Your task - Word for word, print the entries that follow.

Exercise data -
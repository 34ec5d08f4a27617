use chrono::{DateTime, Duration, Utc};
use rust_decimal::Decimal;
use serde::{Deserialize, Serialize};

/// Closed set of product categories.
///
/// Stored records always hold one of these variants; raw labels from
/// payloads and query strings are resolved via [`Category::parse`] before
/// they ever touch the collection.
#[derive(Debug, Clone, Copy, PartialEq, Eq, Serialize, Deserialize)]
pub enum Category {
    Electronics,
    Clothing,
    Food,
    Books,
    Home,
    Sports,
    Toys,
    Beauty,
    Automotive,
    Other,
}

impl Category {
    /// All defined categories, in declaration order.
    pub const ALL: [Category; 10] = [
        Category::Electronics,
        Category::Clothing,
        Category::Food,
        Category::Books,
        Category::Home,
        Category::Sports,
        Category::Toys,
        Category::Beauty,
        Category::Automotive,
        Category::Other,
    ];

    /// Canonical label for this category, as it appears on the wire.
    pub fn label(&self) -> &'static str {
        match self {
            Category::Electronics => "Electronics",
            Category::Clothing => "Clothing",
            Category::Food => "Food",
            Category::Books => "Books",
            Category::Home => "Home",
            Category::Sports => "Sports",
            Category::Toys => "Toys",
            Category::Beauty => "Beauty",
            Category::Automotive => "Automotive",
            Category::Other => "Other",
        }
    }

    /// Resolve a raw label case-insensitively. Returns `None` for anything
    /// outside the defined set; callers decide whether that is a validation
    /// error (payloads) or a no-op (query filters).
    pub fn parse(label: &str) -> Option<Category> {
        Category::ALL
            .into_iter()
            .find(|c| c.label().eq_ignore_ascii_case(label))
    }
}

impl std::fmt::Display for Category {
    fn fmt(&self, f: &mut std::fmt::Formatter<'_>) -> std::fmt::Result {
        f.write_str(self.label())
    }
}

/// A stored product record.
///
/// `id` and `created_at` are assigned once by the store and never change;
/// `updated_at` is refreshed on every mutation, including no-op patches.
#[derive(Debug, Clone, PartialEq, Serialize, Deserialize)]
pub struct Product {
    pub id: u64,
    pub name: String,
    pub price: Decimal,
    pub description: String,
    pub category: Category,
    pub created_at: DateTime<Utc>,
    pub updated_at: DateTime<Utc>,
}

/// Full create/update payload.
///
/// Every field takes a serde default so a missing field deserializes to an
/// empty/zero value and surfaces through the validator as a rule violation
/// rather than a transport error. The category is carried as a raw label and
/// resolved against [`Category`] by the validator and the store.
#[derive(Debug, Clone, Default, Deserialize)]
pub struct ProductDraft {
    #[serde(default)]
    pub name: String,
    #[serde(default)]
    pub price: Decimal,
    #[serde(default)]
    pub description: String,
    #[serde(default)]
    pub category: String,
}

/// Sparse patch payload.
///
/// Each field is tri-state at the boundary: absent (or JSON null) means
/// "leave unchanged", present means "replace with this value". `Some("")`
/// is an explicit empty value, distinct from absence.
#[derive(Debug, Clone, Default, Deserialize)]
pub struct ProductPatch {
    #[serde(default)]
    pub name: Option<String>,
    #[serde(default)]
    pub price: Option<Decimal>,
    #[serde(default)]
    pub description: Option<String>,
    #[serde(default)]
    pub category: Option<String>,
}

/// Fixed demonstration set: twelve products spanning every category, with
/// staggered creation times. Illustrative seed data, not a contract.
pub fn demo_catalog() -> Vec<Product> {
    let now = Utc::now();
    let seed = [
        (
            "Laptop Dell XPS 15",
            129999,
            "High-performance laptop with 15-inch display",
            Category::Electronics,
            30,
        ),
        (
            "Wireless Mouse",
            2999,
            "Ergonomic wireless mouse with USB receiver",
            Category::Electronics,
            25,
        ),
        (
            "Cotton T-Shirt",
            1999,
            "Comfortable cotton t-shirt, available in multiple colors",
            Category::Clothing,
            20,
        ),
        (
            "Organic Coffee Beans",
            1599,
            "Premium organic coffee beans, 1kg package",
            Category::Food,
            15,
        ),
        (
            "Programming Book - Clean Code",
            3999,
            "A handbook of agile software craftsmanship",
            Category::Books,
            10,
        ),
        (
            "LED Desk Lamp",
            4599,
            "Adjustable LED desk lamp with touch control",
            Category::Home,
            8,
        ),
        (
            "Yoga Mat",
            2499,
            "Non-slip yoga mat with carrying strap",
            Category::Sports,
            5,
        ),
        (
            "Building Blocks Set",
            4999,
            "Educational building blocks for kids, 500 pieces",
            Category::Toys,
            3,
        ),
        (
            "Moisturizing Cream",
            3499,
            "Hydrating face cream with SPF 30",
            Category::Beauty,
            2,
        ),
        (
            "Car Phone Holder",
            1299,
            "Universal car phone mount with 360-degree rotation",
            Category::Automotive,
            1,
        ),
        (
            "Bluetooth Speaker",
            5999,
            "Portable waterproof Bluetooth speaker",
            Category::Electronics,
            0,
        ),
        (
            "Running Shoes",
            8999,
            "Lightweight running shoes with excellent cushioning",
            Category::Sports,
            0,
        ),
    ];

    seed.into_iter()
        .enumerate()
        .map(|(i, (name, cents, description, category, days_ago))| {
            let stamp = now - Duration::days(days_ago);
            Product {
                id: i as u64 + 1,
                name: name.to_string(),
                price: Decimal::new(cents, 2),
                description: description.to_string(),
                category,
                created_at: stamp,
                updated_at: stamp,
            }
        })
        .collect()
}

Written reply -
repository 34ec5d08f4a27617
use chrono::{DateTime, Duration, Utc};
use rust_decimal::Decimal;
use serde::{Deserialize, Serialize};

/// Closed set of product categories.
///
/// Stored records always hold one of these variants; raw labels from
/// payloads and query strings are resolved via [`Category::parse`] before
/// they ever touch the collection.
#[derive(Debug, Clone, Copy, PartialEq, Eq, Serialize, Deserialize)]
pub enum Category {
    Electronics,
    Clothing,
    Food,
    Books,
    Home,
    Sports,
    Toys,
    Beauty,
    Automotive,
    Other,
}

impl Category {
    /// All defined categories, in declaration order.
    pub const ALL: [Category; 10] = [
        Category::Electronics,
        Category::Clothing,
        Category::Food,
        Category::Books,
        Category::Home,
        Category::Sports,
        Category::Toys,
        Category::Beauty,
        Category::Automotive,
        Category::Other,
    ];

    /// Canonical label for this category, as it appears on the wire.
    pub fn label(&self) -> &'static str {
        match self {
            Category::Electronics => "Electronics",
            Category::Clothing => "Clothing",
            Category::Food => "Food",
            Category::Books => "Books",
            Category::Home => "Home",
            Category::Sports => "Sports",
            Category::Toys => "Toys",
            Category::Beauty => "Beauty",
            Category::Automotive => "Automotive",
            Category::Other => "Other",
        }
    }

    /// Resolve a raw label case-insensitively. Returns `None` for anything
    /// outside the defined set; callers decide whether that is a validation
    /// error (payloads) or a no-op (query filters).
    pub fn parse(label: &str) -> Option<Category> {
        Category::ALL
            .into_iter()
            .find(|c| c.label().eq_ignore_ascii_case(label))
    }
}

impl std::fmt::Display for Category {
    fn fmt(&self, f: &mut std::fmt::Formatter<'_>) -> std::fmt::Result {
        f.write_str(self.label())
    }
}

/// A stored product record.
///
/// `id` and `created_at` are assigned once by the store and never change;
/// `updated_at` is refreshed on every mutation, including no-op patches.
#[derive(Debug, Clone, PartialEq, Serialize, Deserialize)]
pub struct Product {
    pub id: u64,
    pub name: String,
    pub price: Decimal,
    pub description: String,
    pub category: Category,
    pub created_at: DateTime<Utc>,
    pub updated_at: DateTime<Utc>,
}

/// Full create/update payload.
///
/// Every field takes a serde default so a missing field deserializes to an
/// empty/zero value and surfaces through the validator as a rule violation
/// rather than a transport error. The category is carried as a raw label and
/// resolved against [`Category`] by the validator and the store.
#[derive(Debug, Clone, Default, Deserialize)]
pub struct ProductDraft {
    #[serde(default)]
    pub name: String,
    #[serde(default)]
    pub price: Decimal,
    #[serde(default)]
    pub description: String,
    #[serde(default)]
    pub category: String,
}

/// Sparse patch payload.
///
/// Each field is tri-state at the boundary: absent (or JSON null) means
/// "leave unchanged", present means "replace with this value". `Some("")`
/// is an explicit empty value, distinct from absence.
#[derive(Debug, Clone, Default, Deserialize)]
pub struct ProductPatch {
    #[serde(default)]
    pub name: Option<String>,
    #[serde(default)]
    pub price: Option<Decimal>,
    #[serde(default)]
    pub description: Option<String>,
    #[serde(default)]
    pub category: Option<String>,
}

/// Fixed demonstration set: twelve products spanning every category, with
/// staggered creation times. Illustrative seed data, not a contract.
pub fn demo_catalog() -> Vec<Product> {
    let now = Utc::now();
    let seed = [
        (
            "Laptop Dell XPS 15",
            129999,
            "High-performance laptop with 15-inch display",
            Category::Electronics,
            30,
        ),
        (
            "Wireless Mouse",
            2999,
            "Ergonomic wireless mouse with USB receiver",
            Category::Electronics,
            25,
        ),
        (
            "Cotton T-Shirt",
            1999,
            "Comfortable cotton t-shirt, available in multiple colors",
            Category::Clothing,
            20,
        ),
        (
            "Organic Coffee Beans",
            1599,
            "Premium organic coffee beans, 1kg package",
            Category::Food,
            15,
        ),
        (
            "Programming Book - Clean Code",
            3999,
            "A handbook of agile software craftsmanship",
            Category::Books,
            10,
        ),
        (
            "LED Desk Lamp",
            4599,
            "Adjustable LED desk lamp with touch control",
            Category::Home,
            8,
        ),
        (
            "Yoga Mat",
            2499,
            "Non-slip yoga mat with carrying strap",
            Category::Sports,
            5,
        ),
        (
            "Building Blocks Set",
            4999,
            "Educational building blocks for kids, 500 pieces",
            Category::Toys,
            3,
        ),
        (
            "Moisturizing Cream",
            3499,
            "Hydrating face cream with SPF 30",
            Category::Beauty,
            2,
        ),
        (
            "Car Phone Holder",
            1299,
            "Universal car phone mount with 360-degree rotation",
            Category::Automotive,
            1,
        ),
        (
            "Bluetooth Speaker",
            5999,
            "Portable waterproof Bluetooth speaker",
            Category::Electronics,
            0,
        ),
        (
            "Running Shoes",
            8999,
            "Lightweight running shoes with excellent cushioning",
            Category::Sports,
            0,
        ),
    ];

    seed.into_iter()
        .enumerate()
        .map(|(i, (name, cents, description, category, days_ago))| {
            let stamp = now - Duration::days(days_ago);
            Product {
                id: i as u64 + 1,
                name: name.to_string(),
                price: Decimal::new(cents, 2),
                description: description.to_string(),
                category,
                created_at: stamp,
                updated_at: stamp,
            }
        })
        .collect()
}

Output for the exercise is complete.